2. Indicate how, by whom, and for what purpose the information is to be used. Except for a new collection, indicate the actual use the agency has made of the information received from the current collection.
The information collection requirements of the interim final rule are third-party disclosures to plan fiduciaries involving the development and initial disclosure of written policies and procedures pertaining to an investment manager’s cross-trading program under the statutory exemption for cross-trading. The exemption does not require any reporting or filing with the Federal government. The information will be used by the plan fiduciary to assess the initial and continued appropriateness of investing plan assets subject to a cross-trading program. The information will enable the plan fiduciary to fulfill its fiduciary duties under the plan and to protect plan assets on behalf of plan participants and beneficiaries.

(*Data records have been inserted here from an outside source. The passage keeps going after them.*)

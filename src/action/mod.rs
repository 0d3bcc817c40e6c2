//! Action Module - status-reporting actions and mutation handlers
//!
//! ```text
//! Action::dispatch(commit, args)
//!     │  creator(args) → ActionPayload
//!     ├── Deferred ─────────► pending, then success | error
//!     ├── Record (async) ───► pending, Resolver::run, then success | error
//!     └── anything else ────► success
//!                               │
//!                               ▼ Commit::commit(type, Mutation)
//!                        Store → MutationTable → MutationHandler
//! ```
//!
//! - `create`: [`Action`] and [`ActionPayload`]
//! - `handle`: [`MutationHandler`] and [`MutationTable`]
//! - `store`: [`Store`], a minimal state container implementing [`Commit`]

mod create;
mod handle;
mod store;

use std::fmt;

use serde::{Deserialize, Serialize};
use serde_json::Value;

pub use create::{Action, ActionPayload, PayloadCreator};
pub use handle::{HandlerFn, MutationHandler, MutationTable, StatusHandlers};
pub use store::Store;

/// Progress of an action
#[derive(Debug, Clone, Copy, PartialEq, Eq, Hash, Serialize, Deserialize)]
#[serde(rename_all = "lowercase")]
pub enum Status {
    Pending,
    Success,
    Error,
}

impl Status {
    pub fn as_str(&self) -> &'static str {
        match self {
            Status::Pending => "pending",
            Status::Success => "success",
            Status::Error => "error",
        }
    }

    pub fn is_terminal(&self) -> bool {
        !matches!(self, Status::Pending)
    }
}

impl fmt::Display for Status {
    fn fmt(&self, f: &mut fmt::Formatter<'_>) -> fmt::Result {
        f.write_str(self.as_str())
    }
}

/// What an action commits: a status tag plus its payload
#[derive(Debug, Clone, PartialEq, Serialize, Deserialize)]
pub struct Mutation {
    #[serde(rename = "__status__")]
    pub status: Status,
    #[serde(rename = "__payload__")]
    pub payload: Value,
}

impl Mutation {
    pub fn new(status: Status, payload: Value) -> Self {
        Self { status, payload }
    }

    pub fn pending() -> Self {
        Self::new(Status::Pending, Value::Null)
    }

    /// `pending` carrying partial data
    pub fn pending_with(payload: Value) -> Self {
        Self::new(Status::Pending, payload)
    }

    pub fn success(payload: Value) -> Self {
        Self::new(Status::Success, payload)
    }

    pub fn error(reason: Value) -> Self {
        Self::new(Status::Error, reason)
    }
}

/// Sink receiving every mutation an action commits
pub trait Commit: Send + Sync {
    fn commit(&self, action_type: &str, mutation: Mutation);
}

impl<F> Commit for F
where
    F: Fn(&str, Mutation) + Send + Sync,
{
    fn commit(&self, action_type: &str, mutation: Mutation) {
        self(action_type, mutation)
    }
}
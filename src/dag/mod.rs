//! DAG Module - stage planning for payload entries
//!
//! Contains the stage planner:
//! - `plan`: StagePlan built from a payload's dependency tags
//!
//! A StagePlan is immutable after construction; the resolver only reads it.

mod plan;

pub use plan::StagePlan;
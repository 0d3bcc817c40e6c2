// The #[error] attribute from thiserror uses struct fields via string interpolation,
// but Rust's unused_assignments lint doesn't recognize this.
#![allow(unused_assignments)]

//! Stagehand Error Types with Error Codes
//!
//! Error code ranges:
//! - STG-000-009: Document errors
//! - STG-010-019: Planning errors
//! - STG-020-029: Resolution errors
//! - STG-030-039: Configuration errors
//! - STG-090-099: IO/serialization errors

use miette::Diagnostic;
use serde_json::Value;
use thiserror::Error;

pub type Result<T> = std::result::Result<T, StagehandError>;

/// Trait for errors that provide fix suggestions
pub trait FixSuggestion {
    fn fix_suggestion(&self) -> Option<&str>;
}

/// Reason a deferred value or producer failed.
///
/// Carried as a JSON value so the action wrapper can report it verbatim.
#[derive(Error, Debug, Clone, PartialEq)]
#[error("{}", display_reason(.0))]
pub struct Rejection(pub Value);

impl Rejection {
    pub fn new(reason: impl Into<Value>) -> Self {
        Self(reason.into())
    }

    pub fn reason(&self) -> &Value {
        &self.0
    }

    pub fn into_reason(self) -> Value {
        self.0
    }
}

impl From<Value> for Rejection {
    fn from(reason: Value) -> Self {
        Self(reason)
    }
}

impl From<&str> for Rejection {
    fn from(reason: &str) -> Self {
        Self(Value::String(reason.to_string()))
    }
}

impl From<String> for Rejection {
    fn from(reason: String) -> Self {
        Self(Value::String(reason))
    }
}

fn display_reason(reason: &Value) -> String {
    match reason {
        Value::String(s) => s.clone(),
        other => other.to_string(),
    }
}

/// All error variants are part of the public API.
#[derive(Error, Debug, Diagnostic)]
#[diagnostic(url(docsrs))]
pub enum StagehandError {
    // ═══════════════════════════════════════════
    // DOCUMENT ERRORS (000-009)
    // ═══════════════════════════════════════════
    #[error("[STG-001] Failed to parse payload document: {details}")]
    #[diagnostic(
        code(stagehand::parse_error),
        help("Check YAML syntax: indentation and quoting")
    )]
    ParseError { details: String },

    #[error("[STG-002] Invalid entry '{key}': {reason}")]
    #[diagnostic(code(stagehand::invalid_document))]
    InvalidDocument { key: String, reason: String },

    #[error("[STG-003] Entry '{key}' uses unknown op '{op}'")]
    #[diagnostic(
        code(stagehand::unknown_op),
        help("Supported ops: sum, concat, collect, fail")
    )]
    UnknownOp { key: String, op: String },

    // ═══════════════════════════════════════════
    // PLANNING ERRORS (010-019)
    // ═══════════════════════════════════════════
    #[error("[STG-010] Cycle detected in payload dependencies: {cycle}")]
    #[diagnostic(
        code(stagehand::cycle_detected),
        help("Break the cycle, or set `unplannable = \"drop\"` to skip these entries")
    )]
    CycleDetected {
        cycle: String,
        unplanned: Vec<String>,
    },

    // ═══════════════════════════════════════════
    // RESOLUTION ERRORS (020-029)
    // ═══════════════════════════════════════════
    #[error("[STG-020] Entry '{key}' rejected: {reason}")]
    #[diagnostic(code(stagehand::entry_rejected))]
    EntryRejected { key: String, reason: Rejection },

    #[error("[STG-021] Entry '{key}' panicked: {details}")]
    #[diagnostic(code(stagehand::entry_panicked))]
    EntryPanicked { key: String, details: String },

    // ═══════════════════════════════════════════
    // CONFIG ERRORS (030-039)
    // ═══════════════════════════════════════════
    #[error("[STG-030] Configuration error: {reason}")]
    #[diagnostic(code(stagehand::config_error))]
    ConfigError { reason: String },

    // ═══════════════════════════════════════════
    // IO / SERIALIZATION (090-099)
    // ═══════════════════════════════════════════
    #[error("[STG-090] IO error: {0}")]
    #[diagnostic(code(stagehand::io))]
    Io(#[from] std::io::Error),

    #[error("[STG-091] JSON error: {0}")]
    #[diagnostic(code(stagehand::json))]
    Json(#[from] serde_json::Error),

    #[error("[STG-092] YAML error: {0}")]
    #[diagnostic(code(stagehand::yaml))]
    Yaml(#[from] serde_yaml::Error),
}

impl StagehandError {
    /// Reason to report through the `error` status.
    ///
    /// Rejections keep their value as-is; everything else becomes its message.
    pub fn reason(&self) -> Value {
        match self {
            Self::EntryRejected { reason, .. } => reason.reason().clone(),
            other => Value::String(other.to_string()),
        }
    }

    /// Stable error code, e.g. `STG-020`
    pub fn code(&self) -> &'static str {
        match self {
            Self::ParseError { .. } => "STG-001",
            Self::InvalidDocument { .. } => "STG-002",
            Self::UnknownOp { .. } => "STG-003",
            Self::CycleDetected { .. } => "STG-010",
            Self::EntryRejected { .. } => "STG-020",
            Self::EntryPanicked { .. } => "STG-021",
            Self::ConfigError { .. } => "STG-030",
            Self::Io(_) => "STG-090",
            Self::Json(_) => "STG-091",
            Self::Yaml(_) => "STG-092",
        }
    }
}

impl FixSuggestion for StagehandError {
    fn fix_suggestion(&self) -> Option<&str> {
        match self {
            StagehandError::ParseError { .. } => Some("Check YAML syntax: indentation and quoting"),
            StagehandError::InvalidDocument { .. } => {
                Some("Use a plain value, {value, delay_ms}, or {inject, op}")
            }
            StagehandError::UnknownOp { .. } => Some("Supported ops: sum, concat, collect, fail"),
            StagehandError::CycleDetected { .. } => {
                Some("Remove the circular inject: list, or configure unplannable = \"drop\"")
            }
            StagehandError::EntryRejected { .. } => None,
            StagehandError::EntryPanicked { .. } => Some("A producer panicked; check its body"),
            StagehandError::ConfigError { .. } => {
                Some("Check ~/.config/stagehand/config.toml syntax")
            }
            StagehandError::Io(_) => Some("Check file path and permissions"),
            StagehandError::Json(_) => Some("Check JSON syntax"),
            StagehandError::Yaml(_) => Some("Check YAML syntax"),
        }
    }
}

#[cfg(test)]
mod tests {
    use super::*;
    use serde_json::json;

    #[test]
    fn error_display_carries_code() {
        let err = StagehandError::CycleDetected {
            cycle: "a → b → a".to_string(),
            unplanned: vec!["a".to_string(), "b".to_string()],
        };
        assert!(err.to_string().contains("STG-010"));
        assert!(err.to_string().contains("a → b → a"));
        assert_eq!(err.code(), "STG-010");
    }

    #[test]
    fn rejection_reason_is_reported_verbatim() {
        let err = StagehandError::EntryRejected {
            key: "p3".to_string(),
            reason: Rejection::new(json!({"status": 500})),
        };
        assert_eq!(err.reason(), json!({"status": 500}));
    }

    #[test]
    fn non_rejection_reason_is_message() {
        let err = StagehandError::EntryPanicked {
            key: "p1".to_string(),
            details: "boom".to_string(),
        };
        assert_eq!(err.reason(), json!("[STG-021] Entry 'p1' panicked: boom"));
    }

    #[test]
    fn rejection_display_unquotes_strings() {
        assert_eq!(Rejection::from("timeout").to_string(), "timeout");
        assert_eq!(Rejection::new(json!(42)).to_string(), "42");
    }

    #[test]
    fn rejected_entry_has_no_fix() {
        let err = StagehandError::EntryRejected {
            key: "x".to_string(),
            reason: Rejection::from("nope"),
        };
        assert!(err.fix_suggestion().is_none());
        assert!(StagehandError::ConfigError {
            reason: "bad".into()
        }
        .fix_suggestion()
        .is_some());
    }
}
//! Stagehand CLI - plan and resolve payload documents

use clap::{Parser, Subcommand};
use colored::Colorize;
use serde_json::Value;

use stagehand::error::{FixSuggestion, StagehandError};
use stagehand::{PayloadDocument, Resolver, StagehandConfig, UnplannablePolicy};

#[derive(Parser)]
#[command(name = "stagehand")]
#[command(about = "Stagehand - staged resolution of async payloads")]
#[command(version)]
struct Cli {
    #[command(subcommand)]
    command: Commands,
}

#[derive(Subcommand)]
enum Commands {
    /// Print the stage plan of a payload document
    Plan {
        /// Path to the payload YAML file
        file: String,
    },

    /// Resolve a payload document and print the result as JSON
    Resolve {
        /// Path to the payload YAML file
        file: String,

        /// Extra argument passed to every producer (JSON, repeatable)
        #[arg(short, long = "arg")]
        args: Vec<String>,

        /// Skip entries that can never be planned instead of failing
        #[arg(long)]
        drop_unplannable: bool,
    },

    /// Inspect configuration
    Config {
        #[command(subcommand)]
        action: ConfigAction,
    },
}

#[derive(Subcommand)]
enum ConfigAction {
    /// Show the effective configuration
    Show,
    /// Print the config file path
    Path,
}

#[tokio::main]
async fn main() {
    // Load .env file (ignore if not present)
    let _ = dotenvy::dotenv();

    tracing_subscriber::fmt()
        .with_env_filter(
            tracing_subscriber::EnvFilter::from_default_env()
                .add_directive(tracing::Level::WARN.into()),
        )
        .with_writer(std::io::stderr)
        .init();

    let cli = Cli::parse();

    let result = match cli.command {
        Commands::Plan { file } => plan_document(&file).await,
        Commands::Resolve {
            file,
            args,
            drop_unplannable,
        } => resolve_document(&file, &args, drop_unplannable).await,
        Commands::Config { action } => handle_config_command(action),
    };

    if let Err(e) = result {
        eprintln!("{} {}", "Error:".red().bold(), e);
        if let Some(suggestion) = e.fix_suggestion() {
            eprintln!("  {} {}", "Fix:".yellow(), suggestion);
        }
        std::process::exit(1);
    }
}

fn load_config() -> Result<StagehandConfig, StagehandError> {
    Ok(StagehandConfig::load()?.with_env())
}

async fn read_document(file: &str) -> Result<PayloadDocument, StagehandError> {
    let yaml = tokio::fs::read_to_string(file).await?;
    PayloadDocument::from_yaml(&yaml)
}

async fn plan_document(file: &str) -> Result<(), StagehandError> {
    let payload = read_document(file).await?.into_payload()?;
    let resolver = Resolver::new(load_config()?.resolver);
    let plan = resolver.plan(&payload)?;

    println!(
        "{} {} stages for {} entries",
        "→".cyan(),
        plan.len(),
        payload.len()
    );
    print!("{}", plan);
    if !plan.is_complete() {
        println!(
            "  {} cycle: {}",
            "!".yellow(),
            plan.cycle_path().yellow()
        );
    }
    Ok(())
}

async fn resolve_document(
    file: &str,
    raw_args: &[String],
    drop_unplannable: bool,
) -> Result<(), StagehandError> {
    let payload = read_document(file).await?.into_payload()?;
    let args = raw_args
        .iter()
        .map(|raw| serde_json::from_str(raw))
        .collect::<Result<Vec<Value>, _>>()?;

    let mut config = load_config()?.resolver;
    if drop_unplannable {
        config.unplannable = UnplannablePolicy::Drop;
    }

    let resolved = Resolver::new(config).run(payload, &args).await?;
    println!("{}", serde_json::to_string_pretty(&resolved)?);
    Ok(())
}

fn handle_config_command(action: ConfigAction) -> Result<(), StagehandError> {
    match action {
        ConfigAction::Show => {
            let config = load_config()?;
            let rendered =
                toml::to_string_pretty(&config).map_err(|e| StagehandError::ConfigError {
                    reason: format!("Failed to serialize config: {}", e),
                })?;
            print!("{}", rendered);
        }
        ConfigAction::Path => println!("{}", StagehandConfig::config_path().display()),
    }
    Ok(())
}
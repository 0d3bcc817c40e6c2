//! Resolver - staged payload resolution with tokio
//!
//! Stages run one after another; the entries of a stage are spawned together and
//! joined all-or-nothing. Each finished stage produces a fresh snapshot that the
//! next stage reads its dependencies from.

use std::sync::Arc;

use futures::future::try_join_all;
use serde_json::Value;
use tracing::{debug, instrument, warn};

use crate::config::{ResolverConfig, UnplannablePolicy};
use crate::dag::StagePlan;
use crate::error::{Result, StagehandError};
use crate::payload::{Payload, Resolved};

use super::executor::execute;

/// Resolves payloads stage by stage
#[derive(Debug, Clone, Default)]
pub struct Resolver {
    config: ResolverConfig,
}

impl Resolver {
    pub fn new(config: ResolverConfig) -> Self {
        Self { config }
    }

    pub fn config(&self) -> &ResolverConfig {
        &self.config
    }

    /// Plan `payload`, applying the unplannable policy
    pub fn plan(&self, payload: &Payload) -> Result<StagePlan> {
        let plan = StagePlan::build(payload);
        if !plan.is_complete() {
            match self.config.unplannable {
                UnplannablePolicy::Reject => plan.ensure_complete()?,
                UnplannablePolicy::Drop => warn!(
                    unplanned = plan.unplanned().len(),
                    cycle = %plan.cycle_path(),
                    "dropping entries that can never be planned"
                ),
            }
        }
        Ok(plan)
    }

    /// Resolve every entry of `payload`, feeding `args` to each producer after
    /// its dependency values.
    ///
    /// Must be called from within a tokio runtime. On the first rejection the
    /// remaining stages are skipped; siblings already running are left to
    /// finish on their own and their results are discarded.
    #[instrument(skip_all, fields(entries = payload.len(), args = args.len()))]
    pub async fn run(&self, payload: Payload, args: &[Value]) -> Result<Resolved> {
        let plan = self.plan(&payload)?;
        let order: Vec<Arc<str>> = payload.keys().cloned().collect();
        let mut entries = payload.into_entries();
        let extra: Arc<[Value]> = Arc::from(args);
        let mut snapshot = Arc::new(Resolved::default());

        for (depth, stage) in plan.stages().iter().enumerate() {
            debug!(stage = depth, width = stage.len(), "resolving stage");

            let mut joins = Vec::with_capacity(stage.len());
            for key in stage {
                let Some(entry) = entries.swap_remove(key.as_ref()) else {
                    continue;
                };
                // Producer bodies run inside the task so a panic surfaces as a JoinError
                let handle = {
                    let snapshot = Arc::clone(&snapshot);
                    let extra = Arc::clone(&extra);
                    tokio::spawn(async move { execute(entry, &snapshot, &extra).await })
                };
                let key = Arc::clone(key);

                joins.push(async move {
                    match handle.await {
                        Ok(Ok(value)) => Ok((key, value)),
                        Ok(Err(reason)) => Err(StagehandError::EntryRejected {
                            key: key.to_string(),
                            reason,
                        }),
                        Err(e) => Err(StagehandError::EntryPanicked {
                            key: key.to_string(),
                            details: e.to_string(),
                        }),
                    }
                });
            }

            let values = try_join_all(joins).await.inspect_err(|e| {
                debug!(stage = depth, error = %e, "stage failed");
            })?;
            snapshot = Arc::new(snapshot.merged(values));
        }

        if !entries.is_empty() {
            debug!(skipped = entries.len(), "unplanned entries left unresolved");
        }

        let snapshot = Arc::try_unwrap(snapshot).unwrap_or_else(|shared| (*shared).clone());
        Ok(snapshot.ordered(&order))
    }
}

3. Describe whether, and to what extent, the collection of information involves the use of automated, electronic, mechanical, or other technological collection techniques or other forms of information technology, e.g., permitting electronic submission of responses, and the basis for the decision for adopting this means of collection. Also describe any consideration for using information technology to reduce burden.
Nothing in this interim final rule requires that disclosures be made through distribution methods that would preclude use of electronic technology. Accordingly, the collection of this information may be satisfied electronically by any investment manager that maintains the documents electronically if the party to which the disclosures must be made is able to receive the documents electronically. Discussions with industry experts indicate that the parties that engage in cross-trading programs are large, financially sophisticated entities. A recent study by the Securities Industry Association indicates that virtually all large, sophisticated financial institutions “have invested in complex information technology (IT) systems.”1 Consequently, the Department has assumed that more routine interactions between parties will be carried out electronically. For purposes of this burden estimate, however, the Department has assumed that the written policies and procedures initially furnished to plan fiduciaries will be provided in writing to provide desired formality of compliance.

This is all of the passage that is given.